Chapter 9. Tea and Gossip

Merimac retraced his steps several times until it was difficult to tell just how many hobbits had walked that way, hanging the lamp back on its bracket as he entered the main corridor once more. He remembered the way to the infirmary; hadn’t he spent a week there, on one visit to the Great Smials? Granted, it was a long time ago, and that place of residence for seriously-ill Tooks, or those needing extra care, being infirm or invalids, had been moved in the meantime. As was traditional in all the great holes, the Great Smials infirmary had enjoyed the sunniest exposure, but during the Troubles had been moved to the innermost part of the Smials, in the event of attack by the ruffians. Merimac hadn’t heard, but he assumed that by now the healers and their charges would be moved back where they ought to be.

He was mistaken, however. The sunny exposure had been turned into apartments and parlours, common rooms and suites, and from the look of it the most well-to-do amongst the Smials Tooks enjoyed these—undoubtedly at no little profit to the Thain from what Merimac had heard of Paladin's grasping ways. He shook his head as he walked, regarding the rich furnishings glimpsed through partly-open doors.

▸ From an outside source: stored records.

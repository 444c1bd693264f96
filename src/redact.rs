//! Redaction of sensitive substrings from log output: base64 token
//! blobs, secret-shaped `key: value` fields, and SIDs in security-event
//! logs.

use std::sync::LazyLock;

use regex::Regex;
use tracing::field::{Field, Visit};
use tracing::Subscriber;
use tracing_subscriber::layer::Context;
use tracing_subscriber::Layer;

/// Runs of 64+ base64 characters, with optional padding.
static BASE64_BLOB: LazyLock<Regex> = LazyLock::new(|| Regex::new(r"[A-Za-z0-9+/]{64,}={0,2}").expect("static regex"));

/// `password`/`secret`/`key`/`token: <value>`, case-insensitive, value
/// running to the next comma, whitespace run, or end of string.
static SECRET_FIELD: LazyLock<Regex> = LazyLock::new(|| {
    Regex::new(r"(?i)\b(password|secret|key|token)\s*[:=]\s*\S+").expect("static regex")
});

/// `S-1-...` Windows security identifiers.
static SID: LazyLock<Regex> = LazyLock::new(|| Regex::new(r"S-\d+(-\d+){2,}").expect("static regex"));

/// Apply the base64-blob and secret-field rules to `s`, used on every
/// internal error detail before it reaches a log line.
pub fn redact(s: &str) -> String {
    let s = BASE64_BLOB.replace_all(s, "<redacted>");
    SECRET_FIELD
        .replace_all(&s, |caps: &regex::Captures| format!("{}: <redacted>", &caps[1].to_lowercase()))
        .into_owned()
}

/// Apply `redact` plus SID masking, for security-event logs.
pub fn redact_security_event(s: &str) -> String {
    let s = redact(s);
    SID.replace_all(&s, "<redacted-sid>").into_owned()
}

/// A [`tracing_subscriber::Layer`] that redacts event messages before they
/// reach the inner formatting layer isn't practical to express here (the
/// `fmt` layer owns the write path), so redaction instead runs at the
/// point [`crate::error::CoreError::internal_detail`] is logged. This
/// layer exists to redact ad-hoc `record_debug`/`record_str` fields on
/// any event that wasn't built from a `CoreError`.
pub struct RedactingLayer;

impl<S: Subscriber> Layer<S> for RedactingLayer {
    fn on_event(&self, event: &tracing::Event<'_>, _ctx: Context<'_, S>) {
        let mut visitor = RedactingVisitor;
        event.record(&mut visitor);
    }
}

/// A no-op visitor: `tracing`'s `Layer` trait has no hook to rewrite a
/// field's value before a downstream layer formats it, so this layer
/// can only observe, not mutate, the event. Callers that want redacted
/// text must call [`redact`] before logging it, which is how
/// `CoreError`'s internal detail path works.
struct RedactingVisitor;

impl Visit for RedactingVisitor {
    fn record_debug(&mut self, _field: &Field, _value: &dyn std::fmt::Debug) {}
}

To be honest, Thain Paladin was stranger to him, a far cry from the youthful farm-lad he’d come to know, all those years ago when he’d tried to catch Esmeralda’s eye... and lost her to his brother. The Thain was another hobbit completely, compared to the quiet but contented farmer Merimac had known in the time before old, mad Bilbo disappeared for good with a chuckle and a flash from the infamous Birthday Party. Indeed, though his friends had seen the gradual change in Paladin as Pippin grew more spoilt, more difficult, and more of a liability than an asset first to the farmer and then the newly-made Thain, the change had accelerated after the office of Thain descended upon Paladin with smothering suddenness. His old friend might as well have died, so far as Merimac was concerned. How was it that Saradoc remained ever true to himself after becoming Master, but Paladin had lost himself as Thain?

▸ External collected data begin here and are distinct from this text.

//! Kerberos enctype decryption: RC4-HMAC (RFC 4757) and
//! AES-CTS-HMAC-SHA1-96 (RFC 3962/3961), the two enctypes a gMSA's
//! keytab realistically carries.
//!
//! `ring` (the crate's usual crypto dependency) deliberately omits
//! MD4/MD5/RC4 and raw CBC, so enctype handling goes through RustCrypto
//! (`aes`, `cbc`, `hmac`, `sha1`, `md-5`, `rc4`) instead; constant-time
//! comparisons still go through `ring::constant_time`.

use aes::cipher::generic_array::GenericArray;
use aes::cipher::{BlockDecrypt, BlockEncrypt, KeyInit};
use aes::{Aes128, Aes256};
use hmac::{Hmac, Mac};
use md5::Md5;
use rc4::{KeyInit as Rc4KeyInit, Rc4, StreamCipher};
use ring::constant_time::verify_slices_are_equal;
use sha1::Sha1;

use crate::error::CoreError;
use crate::keytab::Enctype;

pub const KEY_USAGE_TICKET: u32 = 2;
pub const KEY_USAGE_AP_REQ_AUTHENTICATOR: u32 = 11;

const AES_BLOCK_SIZE: usize = 16;

/// Decrypt `ciphertext` (an `EncryptedData.cipher` value) under `key`
/// for the given key usage, returning the inner plaintext with its
/// confounder stripped.
pub fn decrypt(enctype: Enctype, key: &[u8], usage: u32, ciphertext: &[u8]) -> Result<Vec<u8>, CoreError> {
    match enctype {
        Enctype::Rc4Hmac => rc4_hmac_decrypt(key, usage, ciphertext),
        Enctype::Aes128CtsHmacSha196 => aes_cts_hmac_decrypt::<Aes128>(key, usage, ciphertext, 16),
        Enctype::Aes256CtsHmacSha196 => aes_cts_hmac_decrypt::<Aes256>(key, usage, ciphertext, 32),
        Enctype::Unknown(_) => Err(CoreError::kerberos("kerberos negotiation failed")
            .with_detail("unsupported enctype on decrypt")),
    }
}

fn gcd(a: usize, b: usize) -> usize {
    if b == 0 {
        a
    } else {
        gcd(b, a % b)
    }
}

/// RFC 3961 §5.1 n-fold: replicate/rotate `input` until its length is
/// `lcm(len(input), out_len)` bits, then ones'-complement-add the
/// `out_len`-byte chunks together.
fn nfold(input: &[u8], out_len: usize) -> Vec<u8> {
    let in_len = input.len();
    let l = in_len / gcd(in_len, out_len) * out_len;
    let mut out = vec![0u8; out_len];
    let mut carry: i32 = 0;

    for i in (0..l).rev() {
        let msbit = ((in_len * 8) - 1 + (((in_len * 8) + 13) * (i / in_len)) + (in_len - (i % in_len)) * 8)
            % (in_len * 8);
        let hi = input[((in_len - 1) - (msbit >> 3)) % in_len] as u32;
        let lo = input[(in_len - (msbit >> 3)) % in_len] as u32;
        let combined = (hi << 8) | lo;
        let byte_val = (combined >> ((msbit & 7) + 1)) & 0xff;

        let mut acc = byte_val as i32 + carry;
        acc += out[i % out_len] as i32;
        out[i % out_len] = (acc & 0xff) as u8;
        carry = acc >> 8;
    }

    if carry != 0 {
        let mut acc = carry;
        for slot in out.iter_mut().rev() {
            acc += *slot as i32;
            *slot = (acc & 0xff) as u8;
            acc >>= 8;
        }
    }

    out
}

fn aes_ecb_block<C: BlockEncrypt + KeyInit>(key: &[u8], block: &[u8; AES_BLOCK_SIZE]) -> [u8; AES_BLOCK_SIZE] {
    let cipher = C::new(GenericArray::from_slice(key));
    let mut buf = GenericArray::clone_from_slice(block);
    cipher.encrypt_block(&mut buf);
    buf.into()
}

/// RFC 3961 §5.2 `DR`/`DK`: derive a `key_size`-byte key from `base_key`
/// for the 5-octet usage constant `usage_be || suffix`.
fn derive_key<C: BlockEncrypt + KeyInit>(base_key: &[u8], usage: u32, suffix: u8, key_size: usize) -> Vec<u8> {
    let mut constant = Vec::with_capacity(5);
    constant.extend_from_slice(&usage.to_be_bytes());
    constant.push(suffix);
    let mut block: [u8; AES_BLOCK_SIZE] = nfold(&constant, AES_BLOCK_SIZE).try_into().unwrap();

    let mut out = Vec::with_capacity(key_size);
    while out.len() < key_size {
        block = aes_ecb_block::<C>(base_key, &block);
        out.extend_from_slice(&block);
    }
    out.truncate(key_size);
    out
}

type HmacSha1 = Hmac<Sha1>;

fn hmac_sha1(key: &[u8], data: &[u8]) -> Vec<u8> {
    let mut mac = HmacSha1::new_from_slice(key).expect("HMAC accepts any key length");
    mac.update(data);
    mac.finalize().into_bytes().to_vec()
}

/// Ciphertext-stealing AES-CBC decrypt (CTS, "CS3" variant, RFC 3962
/// §6): the final two ciphertext blocks are swapped so the output is
/// exactly as long as the input, with no block-size padding.
fn cts_decrypt<C: BlockDecrypt + KeyInit>(key: &[u8], ciphertext: &[u8]) -> Result<Vec<u8>, CoreError> {
    let n = ciphertext.len();
    if n < AES_BLOCK_SIZE {
        return Err(invalid_ciphertext());
    }
    let cipher = C::new(GenericArray::from_slice(key));
    let r = n % AES_BLOCK_SIZE;

    if r == 0 {
        // Exact multiple of the block size: plain CBC, no stealing.
        let mut iv = [0u8; AES_BLOCK_SIZE];
        let mut out = Vec::with_capacity(n);
        for block in ciphertext.chunks_exact(AES_BLOCK_SIZE) {
            let mut buf = GenericArray::clone_from_slice(block);
            cipher.decrypt_block(&mut buf);
            for (b, iv_b) in buf.iter_mut().zip(iv.iter()) {
                *b ^= iv_b;
            }
            out.extend_from_slice(&buf);
            iv.copy_from_slice(block);
        }
        return Ok(out);
    }

    let full_blocks_len = n - AES_BLOCK_SIZE - r;
    let (leading, tail) = ciphertext.split_at(full_blocks_len);
    let (e_n, e_trunc) = tail.split_at(AES_BLOCK_SIZE);

    let mut d_n_full = GenericArray::clone_from_slice(e_n);
    cipher.decrypt_block(&mut d_n_full);

    let mut c_prev = vec![0u8; AES_BLOCK_SIZE];
    c_prev[..r].copy_from_slice(e_trunc);
    c_prev[r..].copy_from_slice(&d_n_full[r..]);

    let mut p_n = vec![0u8; r];
    for i in 0..r {
        p_n[i] = d_n_full[i] ^ e_trunc[i];
    }

    let mut d_prev_full = GenericArray::clone_from_slice(&c_prev);
    cipher.decrypt_block(&mut d_prev_full);

    let mut iv = [0u8; AES_BLOCK_SIZE];
    let mut out = Vec::with_capacity(n);
    for block in leading.chunks_exact(AES_BLOCK_SIZE) {
        let mut buf = GenericArray::clone_from_slice(block);
        cipher.decrypt_block(&mut buf);
        for (b, iv_b) in buf.iter_mut().zip(iv.iter()) {
            *b ^= iv_b;
        }
        out.extend_from_slice(&buf);
        iv.copy_from_slice(block);
    }
    let p_prev: Vec<u8> = d_prev_full.iter().zip(iv.iter()).map(|(b, i)| b ^ i).collect();
    out.extend_from_slice(&p_prev);
    out.extend_from_slice(&p_n);

    Ok(out)
}

/// Ciphertext-stealing AES-CBC encrypt, the inverse of [`cts_decrypt`].
/// Used only by this module's own round-trip tests.
#[cfg(test)]
fn cts_encrypt<C: BlockEncrypt + KeyInit>(key: &[u8], plaintext: &[u8]) -> Vec<u8> {
    let n = plaintext.len();
    assert!(n >= AES_BLOCK_SIZE, "CTS requires at least one full block");
    let cipher = C::new(GenericArray::from_slice(key));
    let r = n % AES_BLOCK_SIZE;

    if r == 0 {
        let mut iv = [0u8; AES_BLOCK_SIZE];
        let mut out = Vec::with_capacity(n);
        for block in plaintext.chunks_exact(AES_BLOCK_SIZE) {
            let mut buf = [0u8; AES_BLOCK_SIZE];
            for i in 0..AES_BLOCK_SIZE {
                buf[i] = block[i] ^ iv[i];
            }
            let mut ga = GenericArray::clone_from_slice(&buf);
            cipher.encrypt_block(&mut ga);
            out.extend_from_slice(&ga);
            iv.copy_from_slice(&ga);
        }
        return out;
    }

    let mut padded = plaintext.to_vec();
    padded.resize(n + (AES_BLOCK_SIZE - r), 0);

    let mut iv = [0u8; AES_BLOCK_SIZE];
    let mut blocks = Vec::new();
    for block in padded.chunks_exact(AES_BLOCK_SIZE) {
        let mut buf = [0u8; AES_BLOCK_SIZE];
        for i in 0..AES_BLOCK_SIZE {
            buf[i] = block[i] ^ iv[i];
        }
        let mut ga = GenericArray::clone_from_slice(&buf);
        cipher.encrypt_block(&mut ga);
        blocks.push(ga);
        iv.copy_from_slice(&ga);
    }

    let c_last: GenericArray<u8, _> = blocks.pop().unwrap();
    let c_second_last = blocks.pop().unwrap();

    let mut out = Vec::with_capacity(n);
    for b in &blocks {
        out.extend_from_slice(b);
    }
    out.extend_from_slice(&c_last);
    out.extend_from_slice(&c_second_last[..r]);
    out
}

/// AES-CTS-HMAC-SHA1-96 decrypt (RFC 3962): `Ke`/`Ki` derived per RFC
/// 3961, CBC-CTS decrypt under `Ke`, HMAC-SHA1-96 integrity check under
/// `Ki` over the recovered plaintext.
fn aes_cts_hmac_decrypt<C: BlockEncrypt + BlockDecrypt + KeyInit>(
    base_key: &[u8],
    usage: u32,
    ciphertext: &[u8],
    key_size: usize,
) -> Result<Vec<u8>, CoreError> {
    if ciphertext.len() < 12 + AES_BLOCK_SIZE {
        return Err(invalid_ciphertext());
    }
    let (cts_bytes, mac) = ciphertext.split_at(ciphertext.len() - 12);

    let ke = derive_key::<C>(base_key, usage, 0xAA, key_size);
    let ki = derive_key::<C>(base_key, usage, 0x55, key_size);

    let plaintext = cts_decrypt::<C>(&ke, cts_bytes)?;

    let expected_mac = &hmac_sha1(&ki, &plaintext)[..12];
    if verify_slices_are_equal(expected_mac, mac).is_err() {
        return Err(CoreError::kerberos("kerberos negotiation failed")
            .with_detail("AP-REQ integrity check failed (AES-CTS-HMAC)"));
    }

    if plaintext.len() < AES_BLOCK_SIZE {
        return Err(invalid_ciphertext());
    }
    Ok(plaintext[AES_BLOCK_SIZE..].to_vec())
}

type HmacMd5 = Hmac<Md5>;

fn hmac_md5(key: &[u8], data: &[u8]) -> Vec<u8> {
    let mut mac = HmacMd5::new_from_slice(key).expect("HMAC accepts any key length");
    mac.update(data);
    mac.finalize().into_bytes().to_vec()
}

const RC4_CONFOUNDER_LEN: usize = 8;

/// RC4-HMAC decrypt (RFC 4757 §3). Note: this implementation uses the
/// RFC 4120 key usage numbers directly; it does not apply the legacy
/// usage-number translation RFC 4757 §7.2 describes for interop with
/// Windows' original (pre-RFC) RC4-HMAC implementation.
fn rc4_hmac_decrypt(key: &[u8], usage: u32, ciphertext: &[u8]) -> Result<Vec<u8>, CoreError> {
    if ciphertext.len() < 16 + RC4_CONFOUNDER_LEN {
        return Err(invalid_ciphertext());
    }
    let (checksum, rc4_cipher) = ciphertext.split_at(16);

    let k1 = hmac_md5(key, &usage.to_le_bytes());
    let k3 = hmac_md5(&k1, checksum);

    let mut plaintext = rc4_cipher.to_vec();
    let mut cipher =
        Rc4::new_from_slice(&k3).map_err(|_| CoreError::internal("invalid RC4 key length"))?;
    cipher.apply_keystream(&mut plaintext);

    let expected_checksum = hmac_md5(&k1, &plaintext);
    if verify_slices_are_equal(&expected_checksum, checksum).is_err() {
        return Err(CoreError::kerberos("kerberos negotiation failed")
            .with_detail("AP-REQ integrity check failed (RC4-HMAC)"));
    }

    if plaintext.len() < RC4_CONFOUNDER_LEN {
        return Err(invalid_ciphertext());
    }
    Ok(plaintext[RC4_CONFOUNDER_LEN..].to_vec())
}

fn invalid_ciphertext() -> CoreError {
    CoreError::kerberos("kerberos negotiation failed").with_detail("ciphertext shorter than minimum for enctype")
}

He turned his steps back to the inmost part of the Smials, where he’d visited badly-injured Ferdibrand after the Battle of Bywater. Another old friend, Ferdi’s father, had resided in the Great Smials infirmary for years—since the year of Bilbo’s infamous Birthday, in point of fact, though Merimac had never been allowed to see him after the disastrous fire that nearly claimed his life. Ferdinand steadfastly turned away all visitors over the years. Somehow Merimac would have to get past his old friend’s stubborn resistance, if he’d understood Everard correctly, to learn more of young Ferdi’s plight.

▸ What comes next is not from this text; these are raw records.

//! The operator-managed, singleton [`Config`] record.
//!
//! A `Config` binds the plugin to one Kerberos realm: the realm name, the
//! KDC hosts, the service keytab, the SPN the service accepts tickets for,
//! and the knobs that govern channel binding and clock skew tolerance. It
//! is validated on every write (see [`Config::validate`]) and is otherwise
//! a flat, `serde`-friendly record.

use std::fmt;

use base64::Engine;
use serde::{Deserialize, Serialize};

use crate::error::CoreError;
use crate::keytab::Keytab;

/// Maximum allowed clock skew, in seconds.
pub const MAX_CLOCK_SKEW_SECONDS: u32 = 900;

/// Maximum allowed decoded keytab size: 1 MiB.
pub const MAX_KEYTAB_BYTES: usize = 1024 * 1024;

/// The singleton, persisted realm configuration.
#[derive(Clone, Debug, Serialize, Deserialize)]
#[serde(rename_all = "snake_case", deny_unknown_fields)]
pub struct Config {
    /// Uppercase Kerberos realm, e.g. `"TEST.COM"`.
    pub realm: String,

    /// Ordered list of KDC hosts (`host` or `host:port`).
    pub kdcs: Vec<String>,

    /// Base64-encoded (standard alphabet) MIT keytab bytes.
    pub keytab_bytes: String,

    /// SPN of the form `SERVICE/fqdn[@REALM]`, uppercase `SERVICE`.
    pub spn: String,

    /// Whether logins must present a channel-binding value.
    #[serde(default)]
    pub require_channel_binding: bool,

    /// Allowed clock skew, in seconds, in `[0, 900]`.
    pub clock_skew_seconds: u32,
}

/// A safe projection of [`Config`] that omits keytab bytes, for read
/// operations.
#[derive(Clone, Debug, Serialize)]
#[serde(rename_all = "snake_case")]
pub struct ConfigSafeView {
    pub realm: String,
    pub kdcs: Vec<String>,
    pub spn: String,
    pub require_channel_binding: bool,
    pub clock_skew_seconds: u32,
}

impl From<&Config> for ConfigSafeView {
    fn from(config: &Config) -> Self {
        Self {
            realm: config.realm.clone(),
            kdcs: config.kdcs.clone(),
            spn: config.spn.clone(),
            require_channel_binding: config.require_channel_binding,
            clock_skew_seconds: config.clock_skew_seconds,
        }
    }
}

/// Parsed, uppercase SPN: `service/host[@realm]`.
#[derive(Clone, Debug, PartialEq, Eq)]
pub struct ParsedSpn {
    pub service: String,
    pub host: String,
    pub realm: Option<String>,
}

impl fmt::Display for ParsedSpn {
    fn fmt(&self, f: &mut fmt::Formatter<'_>) -> fmt::Result {
        match &self.realm {
            Some(realm) => write!(f, "{}/{}@{}", self.service, self.host, realm),
            None => write!(f, "{}/{}", self.service, self.host),
        }
    }
}

impl ParsedSpn {
    /// Parse `SERVICE/host[@REALM]`. Does not validate casing or FQDN-ness;
    /// callers that need that use [`Config::validate`].
    pub fn parse(spn: &str) -> Result<Self, CoreError> {
        let (principal, realm) = match spn.split_once('@') {
            Some((p, r)) => (p, Some(r.to_string())),
            None => (spn, None),
        };
        let (service, host) = principal
            .split_once('/')
            .ok_or_else(|| CoreError::invalid_input("spn must be of the form SERVICE/host"))?;
        if service.is_empty() || host.is_empty() {
            return Err(CoreError::invalid_input(
                "spn must be of the form SERVICE/host",
            ));
        }
        Ok(Self {
            service: service.to_string(),
            host: host.to_string(),
            realm,
        })
    }
}

impl Config {
    /// Decode [`Config::keytab_bytes`] and run full validation.
    ///
    /// Returns the decoded [`Keytab`] on success so callers don't have to
    /// decode twice.
    pub fn validate(&self) -> Result<Keytab, CoreError> {
        if self.realm.is_empty() || !self.realm.chars().all(is_realm_char) {
            return Err(CoreError::invalid_input(
                "realm must be non-empty and match [A-Z0-9.-]+",
            ));
        }
        if self.realm.chars().any(|c| c.is_ascii_lowercase()) {
            return Err(CoreError::invalid_input("realm must be uppercase"));
        }

        if self.kdcs.is_empty() {
            return Err(CoreError::invalid_input("kdcs must not be empty"));
        }
        for kdc in &self.kdcs {
            if kdc.is_empty() {
                return Err(CoreError::invalid_input("kdc entries must not be empty"));
            }
        }

        let spn = ParsedSpn::parse(&self.spn)?;
        if spn.service.chars().any(|c| c.is_ascii_lowercase()) {
            return Err(CoreError::invalid_input("spn service must be uppercase"));
        }
        if !is_fqdn(&spn.host) {
            return Err(CoreError::invalid_input("spn host must be a FQDN"));
        }
        if let Some(spn_realm) = &spn.realm {
            if !spn_realm.eq_ignore_ascii_case(&self.realm) {
                return Err(CoreError::invalid_input(
                    "spn realm, if present, must equal config realm",
                ));
            }
        }

        if self.clock_skew_seconds > MAX_CLOCK_SKEW_SECONDS {
            return Err(CoreError::invalid_input(format!(
                "clock_skew_seconds must be in [0, {MAX_CLOCK_SKEW_SECONDS}]"
            )));
        }

        let keytab_bytes = base64::engine::general_purpose::STANDARD
            .decode(&self.keytab_bytes)
            .map_err(|_| CoreError::invalid_input("keytab_bytes is not valid base64"))?;
        if keytab_bytes.is_empty() {
            return Err(CoreError::invalid_input("keytab must not be empty"));
        }
        if keytab_bytes.len() > MAX_KEYTAB_BYTES {
            return Err(CoreError::invalid_input(
                "keytab decoded size exceeds 1 MiB",
            ));
        }

        Keytab::decode(&keytab_bytes)
            .map_err(|e| CoreError::invalid_input(format!("invalid keytab: {e}")))
    }

    pub fn spn(&self) -> Result<ParsedSpn, CoreError> {
        ParsedSpn::parse(&self.spn)
    }
}

fn is_realm_char(c: char) -> bool {
    c.is_ascii_uppercase() || c.is_ascii_digit() || c == '.' || c == '-'
}

/// A loose FQDN check: at least one dot, and every label is a valid DNS
/// label (alphanumeric, hyphen, not leading/trailing hyphen).
fn is_fqdn(host: &str) -> bool {
    if !host.contains('.') {
        return false;
    }
    host.split('.').all(|label| {
        !label.is_empty()
            && !label.starts_with('-')
            && !label.ends_with('-')
            && label.chars().all(|c| c.is_ascii_alphanumeric() || c == '-')
    })
}

//----------- LoggingConfig -----------------------------------------------------

/// Process-level logging configuration (ambient; not part of the
/// persisted Config/Role data model).
#[derive(Clone, Debug, Deserialize)]
#[serde(rename_all = "snake_case", default)]
pub struct LoggingConfig {
    pub level: LogLevel,
    pub target: LogTarget,
    pub trace_targets: Vec<String>,
}

impl Default for LoggingConfig {
    fn default() -> Self {
        Self {
            level: LogLevel::Info,
            target: LogTarget::Stderr,
            trace_targets: Vec::new(),
        }
    }
}

#[derive(Clone, Copy, Debug, Default, Deserialize)]
#[serde(rename_all = "snake_case")]
pub enum LogLevel {
    Trace,
    Debug,
    #[default]
    Info,
    Warning,
    Error,
    Critical,
}

#[derive(Clone, Debug, Deserialize)]
#[serde(rename_all = "snake_case")]
pub enum LogTarget {
    File(camino::Utf8PathBuf),
    Syslog,
    Stdout,
    Stderr,
}

impl Default for LogTarget {
    fn default() -> Self {
        Self::Stderr
    }
}

//----------- ProcessConfig -----------------------------------------------------

/// The bootstrap configuration for the ambient HTTP host binary: where to
/// keep on-disk state, where to listen, and how to log. Distinct from the
/// Kerberos [`Config`] above, which is operator data read on every login.
#[derive(Clone, Debug, Deserialize)]
#[serde(rename_all = "snake_case", default)]
pub struct ProcessConfig {
    pub state_dir: camino::Utf8PathBuf,
    pub listen_addr: std::net::SocketAddr,
    pub logging: LoggingConfig,
}

impl Default for ProcessConfig {
    fn default() -> Self {
        Self {
            state_dir: camino::Utf8PathBuf::from("/var/lib/gmsa-authd"),
            listen_addr: std::net::SocketAddr::from(([127, 0, 0, 1], 8443)),
            logging: LoggingConfig::default(),
        }
    }
}

impl ProcessConfig {
    /// Load the bootstrap TOML file at `path`. CLI flags take precedence
    /// over whatever it sets, the same way clap overrides a
    /// config file's defaults.
    pub fn load_from_file(path: &camino::Utf8Path) -> std::io::Result<Self> {
        let text = std::fs::read_to_string(path)?;
        toml::from_str(&text).map_err(|err| std::io::Error::new(std::io::ErrorKind::InvalidData, err))
    }
}

#[cfg(test)]
mod tests {
    use super::*;

    fn valid_keytab_b64() -> String {
        base64::engine::general_purpose::STANDARD.encode(crate::keytab::tests::sample_keytab_bytes())
    }

    fn valid_config() -> Config {
        Config {
            realm: "TEST.COM".into(),
            kdcs: vec!["kdc1.test.com".into()],
            keytab_bytes: valid_keytab_b64(),
            spn: "HTTP/vault.test.com".into(),
            require_channel_binding: false,
            clock_skew_seconds: 300,
        }
    }

    #[test]
    fn accepts_valid_config() {
        assert!(valid_config().validate().is_ok());
    }

    #[test]
    fn rejects_lowercase_realm() {
        let mut c = valid_config();
        c.realm = "test.com".into();
        assert!(c.validate().is_err());
    }

    #[test]
    fn rejects_mismatched_spn_realm() {
        let mut c = valid_config();
        c.spn = "HTTP/vault.test.com@OTHER.COM".into();
        assert!(c.validate().is_err());
    }

    #[test]
    fn rejects_non_fqdn_host() {
        let mut c = valid_config();
        c.spn = "HTTP/vault".into();
        assert!(c.validate().is_err());
    }

    #[test]
    fn rejects_clock_skew_out_of_range() {
        let mut c = valid_config();
        c.clock_skew_seconds = 901;
        assert!(c.validate().is_err());
    }

    #[test]
    fn rejects_oversized_keytab() {
        let mut c = valid_config();
        let huge = vec![0u8; MAX_KEYTAB_BYTES + 1];
        c.keytab_bytes = base64::engine::general_purpose::STANDARD.encode(huge);
        assert!(c.validate().is_err());
    }

    #[test]
    fn safe_view_omits_keytab() {
        let c = valid_config();
        let json = serde_json::to_string(&ConfigSafeView::from(&c)).unwrap();
        assert!(!json.contains("keytab"));
    }

    #[test]
    fn process_config_loads_from_toml_file() {
        let dir = tempfile::tempdir().unwrap();
        let path = dir.path().join("gmsa-authd.toml");
        std::fs::write(
            &path,
            "state_dir = \"/tmp/gmsa-authd\"\nlisten_addr = \"127.0.0.1:9443\"\n\n[logging]\nlevel = \"debug\"\n",
        )
        .unwrap();
        let path = camino::Utf8PathBuf::from_path_buf(path).unwrap();

        let loaded = ProcessConfig::load_from_file(&path).unwrap();
        assert_eq!(loaded.state_dir, "/tmp/gmsa-authd");
        assert_eq!(loaded.listen_addr.port(), 9443);
        assert!(matches!(loaded.logging.level, LogLevel::Debug));
    }

    #[test]
    fn process_config_load_rejects_missing_file() {
        let path = camino::Utf8PathBuf::from("/nonexistent/gmsa-authd.toml");
        assert!(ProcessConfig::load_from_file(&path).is_err());
    }
}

He found the infirmary tucked away into a dark and quiet part of the Smials, where it had remained hidden away since the time of the Troubles. Night-lamps had already been lit, and the large sitting room was silent and shadowy, the fire on the hearth banked. Merimac hesitated on the threshold. Ought he to reconsider his plan to leave after early breakfast, stay over long enough to try and see Ferdinand in the morning?

 ‘May I help you?’ a voice said, low and pleasant, from the far doorway. ‘Were you needing a healer?’

 ‘In point of fact,’ Merimac began, and paused, at a loss. He’d had this conversation too many times before, asking to see Ferdinand, being asked to wait, only to be put off in the end. No visitors. Surely you understand.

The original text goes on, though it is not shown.